The thoracic duct originates usually at the level of L1 vertebra as a continuation of cisterna chyli. It enters the thorax along the right side of the aorta through the aortic hiatus, in its course at the level of T5 thoracic vertebra it crosses the posterior surface of the aorta to the left, further it continues anterior to scalene muscle in neck, arches to the left and ultimately terminates in the left jugulo-subclavian junction. Thoracic duct injury above the level of T5-6 thoracic vertebra leads to left-sided pleural effusion, while injury below the T5-6 thoracic vertebral level results in right-sided pleural effusion (Merrigan et al. 1997; Bolger et al. 1991; Kettner et al. 1998).

Pleural fluid examination for chylomicrons and triglycerides plays an important role in diagnosing chylothorax. A chylous fluid in pleural effusion typically shows triglycerides levels > l1.1 nmol/l, cholesterol levels less < 200 mg/dl and the presence of chylomicrons (Staats et al. 1980; Seriff et al. 1977; Press et al. 1982). Chylothorax can cause dyselectrolemia, poor nutrition and immunological imbalance in the patient. If leak from thoracic duct is not diagnosed and managed timely it can cause significant morbidity and may even leads to mortality of the patient.

Diagnostic imaging modalities like lymphangiography and lymphoscintigraphy are helpful in confirming chylothorax and detecting the probable site of leak. Lymphangiography, considered as gold standard for chylothorax detection, is an invasive, technically more demanding and has more adverse effects. On the other hand, lymphoscintigraphy is a non-invasive, easy to perform and safe method in evaluating the thoracic duct injury (Pui and Yueh 1998; Sachs et al. 1991). In our case, we used filtered Tc99m sulphur colloid radiopharmaceutical for lymphoscintigraphy. Other agents which have been used for thoracic duct injury detection are serum albumin, Tc99m dextran, aurum-198 (Gold-198), iodine-131 triolein, nanocolloid, oral iodine-123 long-chain fatty acid derivative iodophenyl pentadecanoic acid, or oral iodine-123 heptadecanoic acid (Kettner et al. 1998; Bybel et al. 2001; Sado et al. 2001; Hvid-Jacobsen et al. 1987, 1989; Woolfenden and Struse 1977; Gates et al. 1972; Browse et al. 1997).

In present case, patient developed post-operative complication of chylothorax with continuous leak through ICD. Lymphoscintigraphy with filtered Tc99m sulphur colloid helped in confirming the diagnosis of chyle leak and identifying the possible site of chyle leak as well. In addition, formation of lymphocele was also revealed on SPECT-CT images. In view of above lymphoscintigraphy findings patient’s treatment plan was changed from conservative approach to surgical interventions.
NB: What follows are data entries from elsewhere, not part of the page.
//! The closed set of storage mutations the approval and cleanup engines may
//! emit, and the executor that runs an ordered plan as one transaction.
//!
//! Engines build a `Vec<Statement>` purely from data they were handed, so
//! planning is unit-testable without a database; `execute_batch` is the
//! single write path and the sole concurrency boundary: either the whole
//! plan commits or none of it does.

use sqlx::types::Json;
use sqlx::{PgPool, Postgres, Transaction};
use uuid::Uuid;

use crate::db::models::booking::BookingDateInput;
use crate::db::models::requests::{EntityStatus, RequestStatus, RequestType};
use crate::db::models::user::Role;

/// Field values for a newly synthesized or submitted artist row.
#[derive(Debug, Clone, PartialEq)]
pub struct ArtistSeed {
    pub id: Uuid,
    pub name: String,
    pub location: Option<String>,
    pub bio: Option<String>,
    pub image: Option<String>,
    pub owner_id: Uuid,
    pub status: EntityStatus,
    pub members: Vec<Uuid>,
    pub chapters: Vec<Uuid>,
}

/// Everything needed to insert a new booking inquiry row.
#[derive(Debug, Clone, PartialEq)]
pub struct BookingSeed {
    pub id: Uuid,
    pub name: String,
    pub email: String,
    pub phone: Option<String>,
    pub questions: Option<String>,
    pub created_by: Uuid,
    pub status: EntityStatus,
}

#[derive(Debug, Clone, PartialEq)]
pub enum Statement {
    UpdateUserRole {
        user_id: Uuid,
        role: Role,
        director_chapters: Option<Vec<Uuid>>,
    },
    UpdateUserProfile {
        user_id: Uuid,
        name: Option<String>,
        location: Option<String>,
        bio: Option<String>,
        chapters: Vec<Uuid>,
        role: Role,
        director_chapters: Option<Vec<Uuid>>,
    },
    UpdateUserBasics {
        user_id: Uuid,
        location: Option<String>,
        bio: Option<String>,
        chapters: Vec<Uuid>,
    },
    DeleteUser {
        user_id: Uuid,
    },
    InsertArtist(ArtistSeed),
    UpdateArtist {
        artist_id: Uuid,
        name: String,
        location: Option<String>,
        bio: Option<String>,
        image: Option<String>,
        chapters: Vec<Uuid>,
        members: Vec<Uuid>,
        status: EntityStatus,
    },
    SetArtistStatus {
        artist_id: Uuid,
        status: EntityStatus,
    },
    SetArtistMembers {
        artist_id: Uuid,
        members: Vec<Uuid>,
    },
    DeleteArtist {
        artist_id: Uuid,
    },
    InsertBooking(BookingSeed),
    UpdateBookingContact {
        booking_id: Uuid,
        name: String,
        email: String,
        phone: Option<String>,
        questions: Option<String>,
        status: EntityStatus,
    },
    DeleteBooking {
        booking_id: Uuid,
    },
    SetBookingStatus {
        booking_id: Uuid,
        status: EntityStatus,
    },
    /// Replace-all step of a booking edit: drop every child date first.
    DeleteBookingDates {
        booking_id: Uuid,
    },
    /// Re-inserted dates always start private; public visibility is an
    /// admin decision independent of the edit.
    InsertBookingDate {
        booking_id: Uuid,
        date: BookingDateInput,
    },
    DeleteBookingsCreatedBy {
        user_id: Uuid,
    },
    DeleteBookingDatesCreatedBy {
        user_id: Uuid,
    },
    InsertRequest {
        request_id: Uuid,
        user_id: Uuid,
        request_type: RequestType,
        target_id: Option<Uuid>,
        data: serde_json::Value,
    },
    SetRequestStatus {
        request_id: Uuid,
        status: RequestStatus,
    },
    /// Drop every request row referencing a deleted entity, pending or not.
    DeleteRequestsTargeting {
        target_id: Uuid,
    },
    /// User-deletion cascade: requests where the user is submitter or target.
    DeleteRequestsInvolving {
        user_id: Uuid,
    },
}

/// Execute an ordered plan inside a single transaction.
pub async fn execute_batch(pool: &PgPool, statements: Vec<Statement>) -> Result<(), sqlx::Error> {
    let mut tx = pool.begin().await?;
    for statement in statements {
        apply(&mut tx, statement).await?;
    }
    tx.commit().await
}

async fn apply(
    tx: &mut Transaction<'_, Postgres>,
    statement: Statement,
) -> Result<(), sqlx::Error> {
    match statement {
        Statement::UpdateUserRole {
            user_id,
            role,
            director_chapters,
        } => {
            sqlx::query(
                "UPDATE users SET role = $1, director_chapters = $2, updated_at = NOW() WHERE id = $3",
            )
            .bind(role)
            .bind(director_chapters.map(Json))
            .bind(user_id)
            .execute(&mut **tx)
            .await?;
        }
        Statement::UpdateUserProfile {
            user_id,
            name,
            location,
            bio,
            chapters,
            role,
            director_chapters,
        } => {
            sqlx::query(
                "UPDATE users SET name = $1, location = $2, bio = $3, chapters = $4, role = $5, \
                 director_chapters = $6, updated_at = NOW() WHERE id = $7",
            )
            .bind(name)
            .bind(location)
            .bind(bio)
            .bind(Json(chapters))
            .bind(role)
            .bind(director_chapters.map(Json))
            .bind(user_id)
            .execute(&mut **tx)
            .await?;
        }
        Statement::UpdateUserBasics {
            user_id,
            location,
            bio,
            chapters,
        } => {
            sqlx::query(
                "UPDATE users SET location = $1, bio = $2, chapters = $3, updated_at = NOW() WHERE id = $4",
            )
            .bind(location)
            .bind(bio)
            .bind(Json(chapters))
            .bind(user_id)
            .execute(&mut **tx)
            .await?;
        }
        Statement::DeleteUser { user_id } => {
            sqlx::query("DELETE FROM users WHERE id = $1")
                .bind(user_id)
                .execute(&mut **tx)
                .await?;
        }
        Statement::InsertArtist(seed) => {
            sqlx::query(
                "INSERT INTO artists (id, name, location, bio, image, image_preference, owner_id, status, members, chapters) \
                 VALUES ($1, $2, $3, $4, $5, 'provider', $6, $7, $8, $9)",
            )
            .bind(seed.id)
            .bind(seed.name)
            .bind(seed.location)
            .bind(seed.bio)
            .bind(seed.image)
            .bind(seed.owner_id)
            .bind(seed.status)
            .bind(Json(seed.members))
            .bind(Json(seed.chapters))
            .execute(&mut **tx)
            .await?;
        }
        Statement::UpdateArtist {
            artist_id,
            name,
            location,
            bio,
            image,
            chapters,
            members,
            status,
        } => {
            sqlx::query(
                "UPDATE artists SET name = $1, location = $2, bio = $3, image = $4, chapters = $5, \
                 members = $6, status = $7 WHERE id = $8",
            )
            .bind(name)
            .bind(location)
            .bind(bio)
            .bind(image)
            .bind(Json(chapters))
            .bind(Json(members))
            .bind(status)
            .bind(artist_id)
            .execute(&mut **tx)
            .await?;
        }
        Statement::SetArtistStatus { artist_id, status } => {
            sqlx::query("UPDATE artists SET status = $1 WHERE id = $2")
                .bind(status)
                .bind(artist_id)
                .execute(&mut **tx)
                .await?;
        }
        Statement::SetArtistMembers { artist_id, members } => {
            sqlx::query("UPDATE artists SET members = $1 WHERE id = $2")
                .bind(Json(members))
                .bind(artist_id)
                .execute(&mut **tx)
                .await?;
        }
        Statement::DeleteArtist { artist_id } => {
            sqlx::query("DELETE FROM artists WHERE id = $1")
                .bind(artist_id)
                .execute(&mut **tx)
                .await?;
        }
        Statement::InsertBooking(seed) => {
            sqlx::query(
                "INSERT INTO bookings (id, name, email, phone, questions, image_preference, created_by, status) \
                 VALUES ($1, $2, $3, $4, $5, 'provider', $6, $7)",
            )
            .bind(seed.id)
            .bind(seed.name)
            .bind(seed.email)
            .bind(seed.phone)
            .bind(seed.questions)
            .bind(seed.created_by)
            .bind(seed.status)
            .execute(&mut **tx)
            .await?;
        }
        Statement::UpdateBookingContact {
            booking_id,
            name,
            email,
            phone,
            questions,
            status,
        } => {
            sqlx::query(
                "UPDATE bookings SET name = $1, email = $2, phone = $3, questions = $4, status = $5 WHERE id = $6",
            )
            .bind(name)
            .bind(email)
            .bind(phone)
            .bind(questions)
            .bind(status)
            .bind(booking_id)
            .execute(&mut **tx)
            .await?;
        }
        Statement::SetBookingStatus { booking_id, status } => {
            sqlx::query("UPDATE bookings SET status = $1 WHERE id = $2")
                .bind(status)
                .bind(booking_id)
                .execute(&mut **tx)
                .await?;
        }
        Statement::DeleteBooking { booking_id } => {
            sqlx::query("DELETE FROM bookings WHERE id = $1")
                .bind(booking_id)
                .execute(&mut **tx)
                .await?;
        }
        Statement::DeleteBookingDates { booking_id } => {
            sqlx::query("DELETE FROM booking_dates WHERE booking_id = $1")
                .bind(booking_id)
                .execute(&mut **tx)
                .await?;
        }
        Statement::InsertBookingDate { booking_id, date } => {
            sqlx::query(
                "INSERT INTO booking_dates (id, booking_id, date, time, duration, event_type, location, description, budget, is_public) \
                 VALUES ($1, $2, $3, $4, $5, $6, $7, $8, $9, FALSE)",
            )
            .bind(Uuid::new_v4())
            .bind(booking_id)
            .bind(date.date)
            .bind(date.time)
            .bind(date.duration)
            .bind(date.event_type)
            .bind(date.location)
            .bind(date.description)
            .bind(date.budget)
            .execute(&mut **tx)
            .await?;
        }
        Statement::DeleteBookingsCreatedBy { user_id } => {
            sqlx::query("DELETE FROM bookings WHERE created_by = $1")
                .bind(user_id)
                .execute(&mut **tx)
                .await?;
        }
        Statement::DeleteBookingDatesCreatedBy { user_id } => {
            sqlx::query(
                "DELETE FROM booking_dates WHERE booking_id IN (SELECT id FROM bookings WHERE created_by = $1)",
            )
            .bind(user_id)
            .execute(&mut **tx)
            .await?;
        }
        Statement::InsertRequest {
            request_id,
            user_id,
            request_type,
            target_id,
            data,
        } => {
            sqlx::query(
                "INSERT INTO requests (id, user_id, request_type, target_id, data, status) \
                 VALUES ($1, $2, $3, $4, $5, 'pending')",
            )
            .bind(request_id)
            .bind(user_id)
            .bind(request_type)
            .bind(target_id)
            .bind(data)
            .execute(&mut **tx)
            .await?;
        }
        Statement::SetRequestStatus { request_id, status } => {
            sqlx::query("UPDATE requests SET status = $1 WHERE id = $2")
                .bind(status)
                .bind(request_id)
                .execute(&mut **tx)
                .await?;
        }
        Statement::DeleteRequestsTargeting { target_id } => {
            sqlx::query("DELETE FROM requests WHERE target_id = $1")
                .bind(target_id)
                .execute(&mut **tx)
                .await?;
        }
        Statement::DeleteRequestsInvolving { user_id } => {
            sqlx::query("DELETE FROM requests WHERE user_id = $1 OR target_id = $2")
                .bind(user_id)
                .bind(user_id)
                .execute(&mut **tx)
                .await?;
        }
    }
    Ok(())
}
Thus, filtered Tc99m Sulphur colloid lymphoscintigraphy proved crucial in the patient management. It not only resolved the clinical dilemma but also gave additional information which could alter the surgical intervention and overall treatment plan.

Conclusion

Limited data is available in the literature on Tc99m sulphur colloid lymphoscintigraphy SPECT-CT for detection of chylothorax in post esophageal duplication cyst excision. Lymphoscintigraphy is a simple, noninvasive, safe procedure with relatively lesser radiation exposure. It is crucial in confirming the diagnosis of chylothorax, detecting the possible site of leak and identifying other ancillary findings on SPECT-CT which could modify further management. Thus, this case reiterates the importance of lymphoscintigraphy in management of patient with chylothorax.